Studies at Xerox PARK then led to the theory of information foraging, which says that people look for information the way wild animals look for food -- following information scent and trying to minimize the expenditure of calories. This very much corroborated Carroll's findings. (https://www.nngroup.com/articles/information-scent/)
The Web greatly enhanced peoples ability to do information foraging, which lead to a change in the way people work and learn. Stack Overflow is a prime example of this trend. Thus the creation of small independent topics, what I call "Every Page is Page One" topics in my book, became a much higher priority, and the priority of textbook-style technical manuals correspondingly diminished. This is one meaning of "topic-based" writing, and it simply means writing short independent works rather than long integrated ones.
At the same time, the proliferation of product variation and the shortening of product release cycles left tech comm departments struggling to keep up. Thus there was an increasing interest in reusing existing content as much as possible, which led to the development and increasing adoption of DITA. DITA based its data model on information mapping, though it reduced the base set of information types from six to three: Concept, Task, and Reference. (DITA allows you to create more types via a process called specialization.)

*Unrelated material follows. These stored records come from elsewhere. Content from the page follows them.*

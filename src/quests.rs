// SPDX-License-Identifier: AGPL-3.0-or-later
//
// Copyright (C) 2025 Daniel Negri
//
// This program is free software: you can redistribute it and/or modify
// it under the terms of the GNU Affero General Public License as published by
// the Free Software Foundation, either version 3 of the License, or
// (at your option) any later version.
//
// This program is distributed in the hope that it will be useful,
// but WITHOUT ANY WARRANTY; without even the implied warranty of
// MERCHANTABILITY or FITNESS FOR A PARTICULAR PURPOSE. See the
// GNU Affero General Public License for more details.
//
// You should have received a copy of the GNU Affero General Public License
// along with this program. If not, see <https://www.gnu.org/licenses/>.

//! Quest submission and review.

use crate::base::{Points, QuestId, SubmissionId, UserId};
use crate::engine::Engine;
use crate::error::EconomyError;
use crate::events::DomainEvent;
use crate::scope::Scope;
use crate::submission::{Decision, Quest, Submission, SubmissionStatus};
use chrono::Utc;
use tracing::{debug, info};

impl Engine {
    /// Submits proof that `user_id` completed a quest.
    ///
    /// A previously rejected submission for the same quest is reopened in
    /// place rather than duplicated.
    ///
    /// # Errors
    ///
    /// - [`EconomyError::QuestNotFound`] - Quest missing, inactive or in another school.
    /// - [`EconomyError::DeadlinePassed`] - Quest deadline has elapsed.
    /// - [`EconomyError::AlreadyCompleted`] - An approved submission exists.
    /// - [`EconomyError::AlreadyPending`] - A submission is awaiting review.
    /// - [`EconomyError::ValidationFailed`] - Social quest without a comment, or missing proof.
    pub fn submit_quest(
        &self,
        scope: &Scope,
        user_id: UserId,
        quest_id: QuestId,
        proof: &str,
        comment: Option<&str>,
    ) -> Result<Submission, EconomyError> {
        self.authorize(scope)?;
        scope.require_acting_as(user_id, "submit quests")?;

        let quest = self.ledger.quest_in(scope.school_id, quest_id)?;
        if !quest.active {
            return Err(EconomyError::QuestNotFound(quest_id));
        }
        let now = Utc::now();
        if let Some(deadline) = quest.deadline.filter(|_| quest.deadline_passed(now)) {
            return Err(EconomyError::DeadlinePassed { quest_id, deadline });
        }

        let comment = non_blank(comment);
        let proof = proof.trim().to_string();
        if quest.kind.requires_comment() {
            if comment.is_none() {
                return Err(EconomyError::validation("social quests require a comment"));
            }
        } else if proof.is_empty() {
            return Err(EconomyError::validation("proof is required"));
        }

        let account = self.ledger.user_in(scope.school_id, user_id)?;
        // Holding the user row serializes this user's submissions.
        let _user = account.lock();

        let Some(row) = self.ledger.submission_for(user_id, quest_id) else {
            let submission = self
                .ledger
                .open_submission(&quest, user_id, proof, comment, now);
            info!(submission_id = %submission.id, %user_id, %quest_id, "quest submitted");
            return Ok(submission);
        };

        let mut submission = row.lock();
        match submission.status {
            SubmissionStatus::Approved => Err(EconomyError::AlreadyCompleted(quest_id)),
            SubmissionStatus::Pending => Err(EconomyError::AlreadyPending(quest_id)),
            SubmissionStatus::Rejected => {
                submission.resubmit(proof, comment, now);
                info!(submission_id = %submission.id, %user_id, %quest_id, "quest resubmitted");
                Ok(submission.clone())
            }
        }
    }

    /// Approves or rejects a pending submission.
    ///
    /// Approval credits the quest's points and recomputes the level in the
    /// same unit as the status change, then emits `QuestApproved` and, if
    /// the level rose, `LevelUp`. Rejection emits `QuestRejected`.
    ///
    /// # Errors
    ///
    /// - [`EconomyError::Forbidden`] - Actor is not a teacher or administrator.
    /// - [`EconomyError::SubmissionNotFound`] - Submission missing or in another school.
    /// - [`EconomyError::AlreadyReviewed`] - Submission is no longer pending.
    /// - [`EconomyError::TransactionAborted`] - The award would overflow the balance.
    pub fn review_submission(
        &self,
        scope: &Scope,
        submission_id: SubmissionId,
        decision: Decision,
        feedback: Option<&str>,
    ) -> Result<Submission, EconomyError> {
        self.authorize(scope)?;
        scope.require_reviewer("review submissions")?;
        let reviewer = scope.actor.user_id;

        let row = self.ledger.submission_in(scope.school_id, submission_id)?;
        let (user_id, quest_id) = {
            let submission = row.lock();
            (submission.user_id, submission.quest_id)
        };
        let quest = self.ledger.quest_in(scope.school_id, quest_id)?;
        let account = self.ledger.user_in(scope.school_id, user_id)?;

        let mut user = account.lock();
        let mut submission = row.lock();
        if submission.status != SubmissionStatus::Pending {
            return Err(EconomyError::AlreadyReviewed {
                submission_id,
                status: submission.status,
            });
        }

        let feedback = non_blank(feedback);
        let now = Utc::now();
        let mut events = Vec::with_capacity(2);
        match decision {
            Decision::Reject => {
                submission.close(SubmissionStatus::Rejected, feedback.clone(), reviewer, now);
                events.push(DomainEvent::QuestRejected {
                    school_id: scope.school_id,
                    user_id,
                    submission_id,
                    quest_id,
                    feedback,
                });
            }
            Decision::Approve => {
                let award = award_for(&quest);
                let change = self.ledger.approve(
                    &mut user,
                    &mut submission,
                    award,
                    feedback.clone(),
                    reviewer,
                    now,
                )?;
                events.push(DomainEvent::QuestApproved {
                    school_id: scope.school_id,
                    user_id,
                    submission_id,
                    quest_id,
                    points: award,
                    feedback,
                });
                if change.increased() {
                    events.push(DomainEvent::LevelUp {
                        school_id: scope.school_id,
                        user_id,
                        from: change.from,
                        to: change.to,
                    });
                }
                debug!(%user_id, award, balance = user.balance(), level = user.level(), "award credited");
            }
        }

        let reviewed = submission.clone();
        drop(submission);
        drop(user);

        info!(%submission_id, %user_id, status = %reviewed.status, %reviewer, "submission reviewed");
        self.emit(events);
        Ok(reviewed)
    }
}

/// Points credited for an approved quest.
fn award_for(quest: &Quest) -> Points {
    quest.points
}

fn non_blank(text: Option<&str>) -> Option<String> {
    text.map(str::trim)
        .filter(|text| !text.is_empty())
        .map(str::to_string)
}
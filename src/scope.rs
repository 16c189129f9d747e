// SPDX-License-Identifier: AGPL-3.0-or-later
//
// Copyright (C) 2025 Daniel Negri
//
// This program is free software: you can redistribute it and/or modify
// it under the terms of the GNU Affero General Public License as published by
// the Free Software Foundation, either version 3 of the License, or
// (at your option) any later version.
//
// This program is distributed in the hope that it will be useful,
// but WITHOUT ANY WARRANTY; without even the implied warranty of
// MERCHANTABILITY or FITNESS FOR A PARTICULAR PURPOSE. See the
// GNU Affero General Public License for more details.
//
// You should have received a copy of the GNU Affero General Public License
// along with this program. If not, see <https://www.gnu.org/licenses/>.

//! Tenant scope and capability checks.
//!
//! A [`Scope`] is resolved by the caller (subdomain, session) and threaded
//! through every engine call. At its boundary the engine first confirms the
//! actor is registered in `school_id` with the claimed role, then checks
//! capabilities. Any referenced entity outside `school_id`, the actor
//! included, is reported as not found.

use crate::base::{SchoolId, UserId};
use crate::error::EconomyError;
use serde::{Deserialize, Serialize};

#[derive(Debug, Clone, Copy, PartialEq, Eq, Hash, Deserialize, Serialize)]
#[serde(rename_all = "lowercase")]
pub enum Role {
    Student,
    Teacher,
    Admin,
}

/// The authenticated user performing an operation.
#[derive(Debug, Clone, Copy, PartialEq, Eq)]
pub struct Actor {
    pub user_id: UserId,
    pub role: Role,
}

#[derive(Debug, Clone, Copy, PartialEq, Eq)]
pub struct Scope {
    pub school_id: SchoolId,
    pub actor: Actor,
}

impl Scope {
    pub fn new(school_id: SchoolId, user_id: UserId, role: Role) -> Self {
        Self {
            school_id,
            actor: Actor { user_id, role },
        }
    }

    /// Teachers and administrators review submissions and fulfil purchases.
    pub fn can_review(&self) -> bool {
        matches!(self.actor.role, Role::Teacher | Role::Admin)
    }

    /// Students act for themselves; administrators may act for anyone in their school.
    pub fn can_act_as(&self, user_id: UserId) -> bool {
        self.actor.user_id == user_id || self.actor.role == Role::Admin
    }

    pub fn can_manage_catalog(&self) -> bool {
        self.actor.role == Role::Admin
    }

    pub(crate) fn require_reviewer(&self, action: &'static str) -> Result<(), EconomyError> {
        self.require(self.can_review(), action)
    }

    pub(crate) fn require_acting_as(
        &self,
        user_id: UserId,
        action: &'static str,
    ) -> Result<(), EconomyError> {
        self.require(self.can_act_as(user_id), action)
    }

    pub(crate) fn require_admin(&self, action: &'static str) -> Result<(), EconomyError> {
        self.require(self.can_manage_catalog(), action)
    }

    fn require(&self, allowed: bool, action: &'static str) -> Result<(), EconomyError> {
        if allowed {
            Ok(())
        } else {
            Err(EconomyError::Forbidden {
                actor: self.actor.user_id,
                action,
            })
        }
    }
}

Here's where the confusion started. While Information Mapping called these units "blocks", DITA decided to call them "topics". As with information mapping, a document in DITA is a map, but in DITA it is a map of topics. In this world, therefore, "Topic-based authoring" came to mean writing discrete reusable parts of a document in isolation. While a topic in the Every Page is Page One sense is the unit delivered to the reader, a topic in the DITA sense is the unit the writer writes and often it has to be combined with other units to make something that is useful to the reader.
For instance, in the EPPO sense, a recipe is one topic. In the DITA approach, though, a recipe is made up of one concept topic (the introduction), one reference topic (the list of ingredients) and one task topic (the preparation instructions) joined by a map. (Not every DITA practitioner would actually take it this far, but it illustrates the principle.) Thus we have two different meanings of "topic" and two different meanings of "topic-based writing".
It would be helpful in the term "modular" was used to make a distinction between these two form of topic-based writing, but unfortunately, "modular writing" also gets used in these two distinct ways.
I suspect that this continued confusion is in part due to the fact that if you are doing topic-based writing in the Every Page is Page One sense, you are almost certainly not building your short articles out of separately managed blocks. The people who are doing that are the ones who are assembling larger works. So both sets of practitioners are using the same terms to describe what they are doing, but they are really doing very different things.
I coined the term Every Page is Page One term to try to reduce the confusion, or at least to give people a way to be more specific when they use these terms.